Willey and defendant were supposed to come through the front door after Evans

had completed her assignment. Cruz told the group that whoever “messed up” in

carrying out their assignments would “join” the victims, and he looked directly at

defendant when he made the statement.

Cruz then handed out weapons to be used. There were two baseball bats, a

Ka-bar knife and an M-9 knife. Cruz took one of the knives, along with a police

baton. Defendant was given a baseball bat and also had his own .22-caliber

handgun. Before going to the Elm Street residence, defendant and Willey were

seen swinging their bats and “dancing around” to hard rock music. Defendant and

others put on camouflage masks.

The group then proceeded to the Elm Street residence just after midnight on

May 21, 1990, driving over together in a Mercury Zephyr. Raper, Colwell, and

two others present at the house at the time, Richard Ritchey and Darlene

4



(“Emmie”) Paris, were murdered. Donna Alvarez, who had been sleeping in one

of the bedrooms when the attack began, managed to escape to a neighbor’s house.
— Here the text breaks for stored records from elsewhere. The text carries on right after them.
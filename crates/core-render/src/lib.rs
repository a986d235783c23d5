//! The frame manager: a single cooperative render loop that merges all
//! frame producers onto the physical chains.
//!
//! One *tick* drains the submission channels into per-priority queues,
//! evicts expired frames, selects the highest-priority newest frame for
//! the main strips and independently for the preview, composites per
//! chain, and emits at most one `apply_frame` per chain. Unchanged
//! composites are not re-transmitted. The loop never aborts on producer
//! or driver errors: a failed transfer drops the frame and the next tick
//! retries with a fresh composite.

use core_color::Rgb;
use core_hw::Chain;
use core_model::{Frame, PreviewFrame, ZoneId, ZoneMapper, PREVIEW_PIXELS};
use std::collections::BTreeMap;
use std::sync::{Arc, Mutex};
use std::time::{Duration, Instant};
use tokio::sync::mpsc;
use tokio::task::JoinHandle;
use tracing::{debug, info, warn};

pub mod compositor;
pub mod metrics;
pub mod queue;

pub use compositor::{compose, zone_spans, StaticColors};
pub use metrics::{RenderMetrics, RenderMetricsSnapshot};
use queue::{PriorityQueues, Queued};

/// Provider of live STATIC-zone colors, read at composite time.
pub type StaticColorsFn = Arc<dyn Fn() -> StaticColors + Send + Sync>;

impl Queued for Frame {
    fn priority(&self) -> core_model::Priority {
        self.meta.priority
    }
    fn expired(&self, now: Instant) -> bool {
        self.is_expired(now)
    }
}

impl Queued for PreviewFrame {
    fn priority(&self) -> core_model::Priority {
        self.meta.priority
    }
    fn expired(&self, now: Instant) -> bool {
        self.is_expired(now)
    }
}

/// A chain plus its zone mapping.
pub struct ChainBinding {
    pub chain: Arc<dyn Chain>,
    pub mapper: ZoneMapper,
}

struct ChainState {
    binding: ChainBinding,
    last_rendered: Vec<Rgb>,
    last_applied: Option<Vec<Rgb>>,
    last_apply_at: Option<Instant>,
}

struct PreviewState {
    chain: Arc<dyn Chain>,
    last_applied: Option<[Rgb; PREVIEW_PIXELS]>,
}

#[derive(Debug, Clone, Copy)]
enum Control {
    Pause,
    Resume,
    Step,
    Clear,
    Shutdown,
}

/// Producer-facing submission seam. `FrameSink` is the live
/// implementation; tests substitute recorders.
pub trait SubmitFrames: Send + Sync {
    fn submit(&self, frame: Frame);
    fn submit_preview(&self, frame: PreviewFrame);
}

impl SubmitFrames for FrameSink {
    fn submit(&self, frame: Frame) {
        FrameSink::submit(self, frame);
    }
    fn submit_preview(&self, frame: PreviewFrame) {
        FrameSink::submit_preview(self, frame);
    }
}

/// Producer-facing handle. Submissions never block; after manager
/// shutdown they become no-ops.
#[derive(Clone)]
pub struct FrameSink {
    main_tx: mpsc::UnboundedSender<Frame>,
    preview_tx: mpsc::UnboundedSender<PreviewFrame>,
    ctrl_tx: mpsc::UnboundedSender<Control>,
}

impl FrameSink {
    pub fn submit(&self, frame: Frame) {
        if self.main_tx.send(frame).is_err() {
            debug!(target: "render.queue", "submit_after_shutdown");
        }
    }

    pub fn submit_preview(&self, frame: PreviewFrame) {
        if self.preview_tx.send(frame).is_err() {
            debug!(target: "render.queue", "preview_submit_after_shutdown");
        }
    }

    pub fn pause(&self) {
        let _ = self.ctrl_tx.send(Control::Pause);
    }

    pub fn resume(&self) {
        let _ = self.ctrl_tx.send(Control::Resume);
    }

    /// Render exactly one frame while paused.
    pub fn step(&self) {
        let _ = self.ctrl_tx.send(Control::Step);
    }

    /// Drop the held frame and drive the chains to black.
    pub fn clear(&self) {
        let _ = self.ctrl_tx.send(Control::Clear);
    }

    pub fn shutdown(&self) {
        let _ = self.ctrl_tx.send(Control::Shutdown);
    }
}

/// Shared view of the last composited zone spans, in logical pixel
/// order. Transitions capture their `from` state here.
#[derive(Clone, Default)]
pub struct SharedComposite {
    inner: Arc<Mutex<BTreeMap<ZoneId, Vec<Rgb>>>>,
}

impl SharedComposite {
    pub fn snapshot(&self) -> BTreeMap<ZoneId, Vec<Rgb>> {
        self.inner.lock().expect("composite poisoned").clone()
    }

    fn store(&self, spans: BTreeMap<ZoneId, Vec<Rgb>>) {
        *self.inner.lock().expect("composite poisoned") = spans;
    }
}

#[derive(Debug, Clone, Copy)]
pub struct FrameManagerConfig {
    pub fps: u32,
}

impl Default for FrameManagerConfig {
    fn default() -> Self {
        Self { fps: 60 }
    }
}

pub struct FrameManager {
    chains: Vec<ChainState>,
    preview: Option<PreviewState>,
    statics_fn: StaticColorsFn,
    main_queue: PriorityQueues<Frame>,
    preview_queue: PriorityQueues<PreviewFrame>,
    main_rx: mpsc::UnboundedReceiver<Frame>,
    preview_rx: mpsc::UnboundedReceiver<PreviewFrame>,
    ctrl_rx: mpsc::UnboundedReceiver<Control>,
    paused: bool,
    step_pending: bool,
    metrics: Arc<RenderMetrics>,
    composite: SharedComposite,
    frame_duration: Duration,
}

impl FrameManager {
    pub fn new(
        chains: Vec<ChainBinding>,
        preview: Option<Arc<dyn Chain>>,
        statics_fn: StaticColorsFn,
        config: FrameManagerConfig,
    ) -> (Self, FrameSink) {
        let (main_tx, main_rx) = mpsc::unbounded_channel();
        let (preview_tx, preview_rx) = mpsc::unbounded_channel();
        let (ctrl_tx, ctrl_rx) = mpsc::unbounded_channel();
        let chains = chains
            .into_iter()
            .map(|binding| {
                let len = binding.chain.pixel_count();
                ChainState {
                    binding,
                    last_rendered: vec![Rgb::BLACK; len],
                    last_applied: None,
                    last_apply_at: None,
                }
            })
            .collect();
        let manager = Self {
            chains,
            preview: preview.map(|chain| PreviewState {
                chain,
                last_applied: None,
            }),
            statics_fn,
            main_queue: PriorityQueues::new(),
            preview_queue: PriorityQueues::new(),
            main_rx,
            preview_rx,
            ctrl_rx,
            paused: false,
            step_pending: false,
            metrics: Arc::new(RenderMetrics::new()),
            composite: SharedComposite::default(),
            frame_duration: Duration::from_secs(1) / config.fps.max(1),
        };
        let sink = FrameSink {
            main_tx,
            preview_tx,
            ctrl_tx,
        };
        (manager, sink)
    }

    pub fn metrics(&self) -> Arc<RenderMetrics> {
        self.metrics.clone()
    }

    pub fn composite(&self) -> SharedComposite {
        self.composite.clone()
    }

    /// One scheduler tick. Returns `false` once shutdown was requested.
    pub fn tick(&mut self, now: Instant) -> bool {
        use std::sync::atomic::Ordering::Relaxed;

        self.metrics.ticks.fetch_add(1, Relaxed);

        while let Ok(ctrl) = self.ctrl_rx.try_recv() {
            match ctrl {
                Control::Pause => {
                    info!(target: "render.loop", "paused");
                    self.paused = true;
                }
                Control::Resume => {
                    info!(target: "render.loop", "resumed");
                    self.paused = false;
                    self.step_pending = false;
                }
                Control::Step => self.step_pending = true,
                Control::Clear => {
                    for chain in &mut self.chains {
                        chain.last_rendered.fill(Rgb::BLACK);
                        chain.last_applied = None;
                    }
                    debug!(target: "render.loop", "hold_cleared");
                }
                Control::Shutdown => {
                    info!(target: "render.loop", "shutdown_requested");
                    return false;
                }
            }
        }

        while let Ok(frame) = self.main_rx.try_recv() {
            let overwritten = self.main_queue.push(frame);
            self.metrics.overwritten.fetch_add(overwritten, Relaxed);
        }
        while let Ok(frame) = self.preview_rx.try_recv() {
            let overwritten = self.preview_queue.push(frame);
            self.metrics.overwritten.fetch_add(overwritten, Relaxed);
        }

        let expired =
            self.main_queue.evict_expired(now) + self.preview_queue.evict_expired(now);
        self.metrics.expired.fetch_add(expired, Relaxed);
        self.metrics.set_holding(self.main_queue.depths());

        if self.paused && !self.step_pending {
            return true;
        }

        let selected = self.main_queue.take_newest(now);
        let render_new = selected.is_some();
        if let Some(frame) = &selected {
            let statics = (self.statics_fn)();
            for chain in &mut self.chains {
                chain.last_rendered = compose(
                    &chain.last_rendered,
                    &chain.binding.mapper,
                    frame,
                    &statics,
                );
            }
        }

        // at most one apply per chain per tick; a transfer error ends the
        // tick and the next one retries with a fresh composite
        for chain in &mut self.chains {
            if chain.last_applied.as_deref() == Some(chain.last_rendered.as_slice()) {
                if render_new {
                    self.metrics.dma_skipped.fetch_add(1, Relaxed);
                }
                continue;
            }
            if let Some(last_at) = chain.last_apply_at {
                if now.saturating_duration_since(last_at)
                    < chain.binding.chain.min_frame_interval()
                {
                    self.metrics.spacing_deferred.fetch_add(1, Relaxed);
                    continue;
                }
            }
            match chain.binding.chain.apply_frame(&chain.last_rendered) {
                Ok(()) => {
                    chain.last_applied = Some(chain.last_rendered.clone());
                    chain.last_apply_at = Some(now);
                }
                Err(e) => {
                    self.metrics.dropped_frames.fetch_add(1, Relaxed);
                    warn!(
                        target: "render.loop",
                        chain = chain.binding.chain.id(),
                        error = %e,
                        "apply_failed_frame_dropped"
                    );
                    break;
                }
            }
        }

        let mut spans = BTreeMap::new();
        for chain in &self.chains {
            spans.extend(zone_spans(&chain.last_rendered, &chain.binding.mapper));
        }
        self.composite.store(spans);

        if render_new {
            self.metrics.frames_rendered.fetch_add(1, Relaxed);
        } else {
            self.metrics.frames_held.fetch_add(1, Relaxed);
        }
        self.metrics.record_render(now);

        if let Some(preview_frame) = self.preview_queue.take_newest(now) {
            if let Some(preview) = &mut self.preview {
                if preview.last_applied != Some(preview_frame.pixels) {
                    match preview.chain.apply_frame(&preview_frame.pixels) {
                        Ok(()) => {
                            preview.last_applied = Some(preview_frame.pixels);
                            self.metrics.preview_rendered.fetch_add(1, Relaxed);
                        }
                        Err(e) => {
                            self.metrics.dropped_frames.fetch_add(1, Relaxed);
                            warn!(
                                target: "render.loop",
                                chain = preview.chain.id(),
                                error = %e,
                                "preview_apply_failed"
                            );
                        }
                    }
                }
            }
        }

        if self.paused {
            self.step_pending = false;
        }
        true
    }

    /// The cooperative render loop at the configured cadence.
    pub async fn run(mut self) {
        info!(
            target: "render.loop",
            fps = (1.0 / self.frame_duration.as_secs_f64()).round(),
            chains = self.chains.len(),
            "frame_loop_started"
        );
        let mut interval = tokio::time::interval(self.frame_duration);
        interval.set_missed_tick_behavior(tokio::time::MissedTickBehavior::Delay);
        loop {
            interval.tick().await;
            if !self.tick(Instant::now()) {
                break;
            }
        }
        info!(target: "render.loop", "frame_loop_stopped");
    }

    pub fn spawn(self) -> JoinHandle<()> {
        tokio::spawn(self.run())
    }
}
Ritchey ran through the front door and into the street. A neighbor (Earl

Creekmore) and Evans testified that Willey and Cruz caught up to Ritchey and

beat him. Cruz then slit his throat with his knife. Raper’s and Colwell’s throats

were also slit and they had multiple wounds, including severe skull fractures

inflicted by a baseball bat or police baton. In Raper’s case, the top of the head was

caved in and there were severe lacerations to the brain.

Defendant killed Emmie Paris. The day after the murder he told Evans that

Paris began screaming and Cruz ordered him to shut her up. Defendant hit her

with a baseball bat several times but did not succeed in silencing her. Cruz then

handed him his knife and he stabbed her. When this also failed, defendant

grabbed Paris’s hair and sawed at her throat till “it felt like her head was going to

come off.” Evans testified that he laughed when he told her this. According to

Dr. Ernoehazy, who performed the autopsy for the coroner, Paris died from a

slicing wound to the throat.

Two days later, in a conversation with his girlfriend, Mary Gardner,

defendant admitted having been at the murder scene but denied killing anyone. He

blamed LaMarsh for allowing Alvarez to escape, telling her that the plan had been

to leave no witnesses. Gardner became upset because she knew three of the

people who were killed and defendant said that they deserved to die, they had been

“warned” and should not have been there.

Police investigating the crime scene found a baseball bat and Ka-bar knife

with bloodstains matching those of the victims, as well as several masks that had

been worn by the killers. Sheriff’s detective Deckard, the principal investigator,

questioned Donna Alvarez and from her description of one of the men she had

5



seen, and with a help of passersby acquainted with LaMarsh, he was able to

assemble a photographic lineup that included LaMarsh. Alvarez identified him as

having been one of the assailants. Suspicion soon focused on the Camp residents.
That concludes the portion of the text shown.